Check which lines in the records hold "bool" and report how many there are, with no other text.

_Source records_.
◆ ◆ ◆ ◆ ◆

//! Scripted services shared by the integration tests.
#![allow(dead_code)]

use async_trait::async_trait;
use serde_json::{Value, json};
use service_host::error::{Error, Result};
use service_host::service::{
    HealthReport, HealthStatus, OptionKind, Service, ServiceDescriptor, ServiceOptions,
    ServiceRegistry,
};
use std::sync::atomic::{AtomicUsize, Ordering};
use std::sync::{Arc, Mutex};
use std::time::Duration;

/// Behaviour of a [`ScriptedService`], adjustable while it runs
#[derive(Debug, Clone)]
pub struct Script {
    pub configure_error: Option<String>,
    pub start_delay: Duration,
    pub start_error: Option<String>,
    pub start_panics: bool,
    pub stop_delay: Duration,
    pub stop_error: Option<String>,
    pub health: HealthStatus,
    pub health_delay: Duration,
}

impl Default for Script {
    fn default() -> Self {
        Self {
            configure_error: None,
            start_delay: Duration::ZERO,
            start_error: None,
            start_panics: false,
            stop_delay: Duration::ZERO,
            stop_error: None,
            health: HealthStatus::Healthy,
            health_delay: Duration::ZERO,
        }
    }
}

/// A service whose every call follows its [`Script`] and is counted
#[derive(Default)]
pub struct ScriptedService {
    script: Mutex<Script>,
    pub configures: AtomicUsize,
    pub starts: AtomicUsize,
    pub stops: AtomicUsize,
    active: AtomicUsize,
    pub max_overlap: AtomicUsize,
    pub last_options: Mutex<Option<ServiceOptions>>,
}

impl ScriptedService {
    pub fn new() -> Arc<Self> {
        Arc::new(Self::default())
    }

    pub fn with(script: Script) -> Arc<Self> {
        Arc::new(Self {
            script: Mutex::new(script),
            ..Default::default()
        })
    }

    pub fn script(&self) -> Script {
        self.script.lock().unwrap().clone()
    }

    pub fn update(&self, f: impl FnOnce(&mut Script)) {
        f(&mut self.script.lock().unwrap());
    }

    pub fn count(counter: &AtomicUsize) -> usize {
        counter.load(Ordering::SeqCst)
    }

    fn enter(&self) {
        let now = self.active.fetch_add(1, Ordering::SeqCst) + 1;
        self.max_overlap.fetch_max(now, Ordering::SeqCst);
    }

    fn leave(&self) {
        self.active.fetch_sub(1, Ordering::SeqCst);
    }
}

#[async_trait]
impl Service for ScriptedService {
    async fn configure(&self, options: &ServiceOptions) -> Result<()> {
        self.configures.fetch_add(1, Ordering::SeqCst);
        *self.last_options.lock().unwrap() = Some(options.clone());
        match self.script().configure_error {
            Some(message) => Err(Error::Other(message)),
            None => Ok(()),
        }
    }

    async fn start(&self) -> Result<()> {
        self.enter();
        self.starts.fetch_add(1, Ordering::SeqCst);
        let script = self.script();
        tokio::time::sleep(script.start_delay).await;
        self.leave();
        if script.start_panics {
            panic!("scripted start panic");
        }
        match script.start_error {
            Some(message) => Err(Error::Other(message)),
            None => Ok(()),
        }
    }

    async fn stop(&self) -> Result<()> {
        self.enter();
        self.stops.fetch_add(1, Ordering::SeqCst);
        let script = self.script();
        tokio::time::sleep(script.stop_delay).await;
        self.leave();
        match script.stop_error {
            Some(message) => Err(Error::Other(message)),
            None => Ok(()),
        }
    }

    async fn health(&self) -> HealthReport {
        let script = self.script();
        tokio::time::sleep(script.health_delay).await;
        match script.health {
            HealthStatus::Healthy => HealthReport::healthy(),
            HealthStatus::Degraded => HealthReport::degraded("scripted degradation"),
            HealthStatus::Unhealthy => HealthReport::unhealthy("scripted failure"),
        }
    }

    fn operations(&self) -> Vec<&'static str> {
        vec!["echo", "fail"]
    }

    async fn call(&self, operation: &str, payload: Value) -> Result<Value> {
        match operation {
            "echo" => Ok(json!({ "echo": payload })),
            "fail" => Err(Error::Other("scripted operation failure".to_string())),
            other => Err(Error::UnknownOperation {
                service: String::new(),
                operation: other.to_string(),
            }),
        }
    }
}

/// Descriptor used for every scripted service
pub fn scripted_descriptor(name: &str) -> ServiceDescriptor {
    ServiceDescriptor::new(name, format!("Scripted service {}", name))
        .with_option("label", OptionKind::String, None, "Free-form label")
        .with_option("retries", OptionKind::Integer, Some(json!(1)), "Retry count")
        .exposes_operations()
}

/// Registry holding the given scripted services; each factory hands out
/// the same shared object so tests can observe and steer it.
pub fn registry_of(services: &[(&str, Arc<ScriptedService>)]) -> ServiceRegistry {
    let mut registry = ServiceRegistry::new();
    for (name, service) in services {
        let service = Arc::clone(service);
        registry
            .register(scripted_descriptor(name), move |_| {
                Arc::clone(&service) as Arc<dyn Service>
            })
            .unwrap();
    }
    registry
}

pub fn names(names: &[&str]) -> Vec<String> {
    names.iter().map(|n| n.to_string()).collect()
}

/// Poll `check` until it holds or `timeout` passes
pub async fn eventually(timeout: Duration, mut check: impl FnMut() -> bool) -> bool {
    let deadline = tokio::time::Instant::now() + timeout;
    while tokio::time::Instant::now() < deadline {
        if check() {
            return true;
        }
        tokio::time::sleep(Duration::from_millis(10)).await;
    }
    check()
}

◆ ◆ ◆ ◆ ◆

_ANSWER TO THE PROBLEM_. 2